Work to be completed: Each record is to be transcribed exactly.

(Collected data)
_ _ _ _
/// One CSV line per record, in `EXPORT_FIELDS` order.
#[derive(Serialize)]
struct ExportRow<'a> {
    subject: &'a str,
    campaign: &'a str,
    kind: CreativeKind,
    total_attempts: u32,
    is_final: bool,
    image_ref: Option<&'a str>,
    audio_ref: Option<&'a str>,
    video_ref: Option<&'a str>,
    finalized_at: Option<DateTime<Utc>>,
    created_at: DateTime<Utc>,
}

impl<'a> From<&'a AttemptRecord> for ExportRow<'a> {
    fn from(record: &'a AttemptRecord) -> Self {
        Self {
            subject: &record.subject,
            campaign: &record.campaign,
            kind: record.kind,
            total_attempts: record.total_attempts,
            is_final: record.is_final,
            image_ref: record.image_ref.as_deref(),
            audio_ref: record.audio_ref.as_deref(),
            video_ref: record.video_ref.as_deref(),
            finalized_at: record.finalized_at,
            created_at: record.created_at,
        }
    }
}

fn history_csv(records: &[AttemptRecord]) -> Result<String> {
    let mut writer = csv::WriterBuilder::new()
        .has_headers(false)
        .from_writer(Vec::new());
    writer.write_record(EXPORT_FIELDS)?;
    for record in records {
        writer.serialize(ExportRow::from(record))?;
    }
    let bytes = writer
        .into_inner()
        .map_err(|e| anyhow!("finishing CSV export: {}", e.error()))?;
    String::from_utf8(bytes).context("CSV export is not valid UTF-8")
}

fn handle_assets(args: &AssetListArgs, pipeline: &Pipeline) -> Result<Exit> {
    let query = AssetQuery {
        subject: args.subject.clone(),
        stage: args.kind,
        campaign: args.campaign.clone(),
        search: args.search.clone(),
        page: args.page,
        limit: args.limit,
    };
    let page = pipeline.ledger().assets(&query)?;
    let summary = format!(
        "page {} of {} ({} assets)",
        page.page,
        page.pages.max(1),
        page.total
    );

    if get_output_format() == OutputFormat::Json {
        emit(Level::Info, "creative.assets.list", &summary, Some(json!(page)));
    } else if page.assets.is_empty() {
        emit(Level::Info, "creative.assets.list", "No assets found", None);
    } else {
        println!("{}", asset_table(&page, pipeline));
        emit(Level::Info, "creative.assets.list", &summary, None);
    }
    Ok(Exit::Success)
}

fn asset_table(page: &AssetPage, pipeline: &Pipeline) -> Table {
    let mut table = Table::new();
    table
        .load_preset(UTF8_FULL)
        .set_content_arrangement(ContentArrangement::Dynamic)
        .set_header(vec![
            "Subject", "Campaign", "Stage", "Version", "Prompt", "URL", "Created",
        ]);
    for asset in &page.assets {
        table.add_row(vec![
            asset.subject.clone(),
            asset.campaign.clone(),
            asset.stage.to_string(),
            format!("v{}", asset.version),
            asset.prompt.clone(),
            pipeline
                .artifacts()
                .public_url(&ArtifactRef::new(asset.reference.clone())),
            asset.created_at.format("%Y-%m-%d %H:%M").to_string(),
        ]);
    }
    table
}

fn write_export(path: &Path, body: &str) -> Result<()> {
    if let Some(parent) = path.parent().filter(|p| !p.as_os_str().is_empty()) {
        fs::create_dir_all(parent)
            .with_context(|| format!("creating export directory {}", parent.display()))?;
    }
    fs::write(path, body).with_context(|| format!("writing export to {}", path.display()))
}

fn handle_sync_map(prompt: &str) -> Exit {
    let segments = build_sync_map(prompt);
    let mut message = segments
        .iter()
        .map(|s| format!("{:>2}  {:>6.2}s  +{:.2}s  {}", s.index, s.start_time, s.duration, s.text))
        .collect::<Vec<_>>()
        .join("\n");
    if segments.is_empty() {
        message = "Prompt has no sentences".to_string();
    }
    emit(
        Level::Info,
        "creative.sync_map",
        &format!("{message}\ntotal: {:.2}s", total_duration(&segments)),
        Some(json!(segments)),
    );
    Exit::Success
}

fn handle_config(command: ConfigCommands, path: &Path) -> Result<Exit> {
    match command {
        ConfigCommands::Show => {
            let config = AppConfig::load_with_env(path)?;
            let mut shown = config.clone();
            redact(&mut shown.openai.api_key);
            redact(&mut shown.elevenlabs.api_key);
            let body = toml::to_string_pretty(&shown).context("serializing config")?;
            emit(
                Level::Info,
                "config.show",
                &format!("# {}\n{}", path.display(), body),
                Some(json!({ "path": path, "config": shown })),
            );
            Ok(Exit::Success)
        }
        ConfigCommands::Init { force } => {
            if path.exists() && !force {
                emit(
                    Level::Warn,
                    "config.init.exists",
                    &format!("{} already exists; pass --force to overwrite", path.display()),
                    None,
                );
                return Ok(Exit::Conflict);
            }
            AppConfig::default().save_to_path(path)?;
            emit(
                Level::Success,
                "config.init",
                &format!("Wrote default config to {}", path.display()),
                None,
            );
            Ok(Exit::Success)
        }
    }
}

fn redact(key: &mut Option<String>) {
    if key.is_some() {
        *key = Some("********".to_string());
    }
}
_ _ _ _
Result below:
/// One CSV line per record, in `EXPORT_FIELDS` order.
#[derive(Serialize)]
struct ExportRow<'a> {
    subject: &'a str,
    campaign: &'a str,
    kind: CreativeKind,
    total_attempts: u32,
    is_final: bool,
    image_ref: Option<&'a str>,
    audio_ref: Option<&'a str>,
    video_ref: Option<&'a str>,
    finalized_at: Option<DateTime<Utc>>,
    created_at: DateTime<Utc>,
}

impl<'a> From<&'a AttemptRecord> for ExportRow<'a> {
    fn from(record: &'a AttemptRecord) -> Self {
        Self {
            subject: &record.subject,
            campaign: &record.campaign,
            kind: record.kind,
            total_attempts: record.total_attempts,
            is_final: record.is_final,
            image_ref: record.image_ref.as_deref(),
            audio_ref: record.audio_ref.as_deref(),
            video_ref: record.video_ref.as_deref(),
            finalized_at: record.finalized_at,
            created_at: record.created_at,
        }
    }
}

fn history_csv(records: &[AttemptRecord]) -> Result<String> {
    let mut writer = csv::WriterBuilder::new()
        .has_headers(false)
        .from_writer(Vec::new());
    writer.write_record(EXPORT_FIELDS)?;
    for record in records {
        writer.serialize(ExportRow::from(record))?;
    }
    let bytes = writer
        .into_inner()
        .map_err(|e| anyhow!("finishing CSV export: {}", e.error()))?;
    String::from_utf8(bytes).context("CSV export is not valid UTF-8")
}

fn handle_assets(args: &AssetListArgs, pipeline: &Pipeline) -> Result<Exit> {
    let query = AssetQuery {
        subject: args.subject.clone(),
        stage: args.kind,
        campaign: args.campaign.clone(),
        search: args.search.clone(),
        page: args.page,
        limit: args.limit,
    };
    let page = pipeline.ledger().assets(&query)?;
    let summary = format!(
        "page {} of {} ({} assets)",
        page.page,
        page.pages.max(1),
        page.total
    );

    if get_output_format() == OutputFormat::Json {
        emit(Level::Info, "creative.assets.list", &summary, Some(json!(page)));
    } else if page.assets.is_empty() {
        emit(Level::Info, "creative.assets.list", "No assets found", None);
    } else {
        println!("{}", asset_table(&page, pipeline));
        emit(Level::Info, "creative.assets.list", &summary, None);
    }
    Ok(Exit::Success)
}

fn asset_table(page: &AssetPage, pipeline: &Pipeline) -> Table {
    let mut table = Table::new();
    table
        .load_preset(UTF8_FULL)
        .set_content_arrangement(ContentArrangement::Dynamic)
        .set_header(vec![
            "Subject", "Campaign", "Stage", "Version", "Prompt", "URL", "Created",
        ]);
    for asset in &page.assets {
        table.add_row(vec![
            asset.subject.clone(),
            asset.campaign.clone(),
            asset.stage.to_string(),
            format!("v{}", asset.version),
            asset.prompt.clone(),
            pipeline
                .artifacts()
                .public_url(&ArtifactRef::new(asset.reference.clone())),
            asset.created_at.format("%Y-%m-%d %H:%M").to_string(),
        ]);
    }
    table
}

fn write_export(path: &Path, body: &str) -> Result<()> {
    if let Some(parent) = path.parent().filter(|p| !p.as_os_str().is_empty()) {
        fs::create_dir_all(parent)
            .with_context(|| format!("creating export directory {}", parent.display()))?;
    }
    fs::write(path, body).with_context(|| format!("writing export to {}", path.display()))
}

fn handle_sync_map(prompt: &str) -> Exit {
    let segments = build_sync_map(prompt);
    let mut message = segments
        .iter()
        .map(|s| format!("{:>2}  {:>6.2}s  +{:.2}s  {}", s.index, s.start_time, s.duration, s.text))
        .collect::<Vec<_>>()
        .join("\n");
    if segments.is_empty() {
        message = "Prompt has no sentences".to_string();
    }
    emit(
        Level::Info,
        "creative.sync_map",
        &format!("{message}\ntotal: {:.2}s", total_duration(&segments)),
        Some(json!(segments)),
    );
    Exit::Success
}

fn handle_config(command: ConfigCommands, path: &Path) -> Result<Exit> {
    match command {
        ConfigCommands::Show => {
            let config = AppConfig::load_with_env(path)?;
            let mut shown = config.clone();
            redact(&mut shown.openai.api_key);
            redact(&mut shown.elevenlabs.api_key);
            let body = toml::to_string_pretty(&shown).context("serializing config")?;
            emit(
                Level::Info,
                "config.show",
                &format!("# {}\n{}", path.display(), body),
                Some(json!({ "path": path, "config": shown })),
            );
            Ok(Exit::Success)
        }
        ConfigCommands::Init { force } => {
            if path.exists() && !force {
                emit(
                    Level::Warn,
                    "config.init.exists",
                    &format!("{} already exists; pass --force to overwrite", path.display()),
                    None,
                );
                return Ok(Exit::Conflict);
            }
            AppConfig::default().save_to_path(path)?;
            emit(
                Level::Success,
                "config.init",
                &format!("Wrote default config to {}", path.display()),
                None,
            );
            Ok(Exit::Success)
        }
    }
}

fn redact(key: &mut Option<String>) {
    if key.is_some() {
        *key = Some("********".to_string());
    }
}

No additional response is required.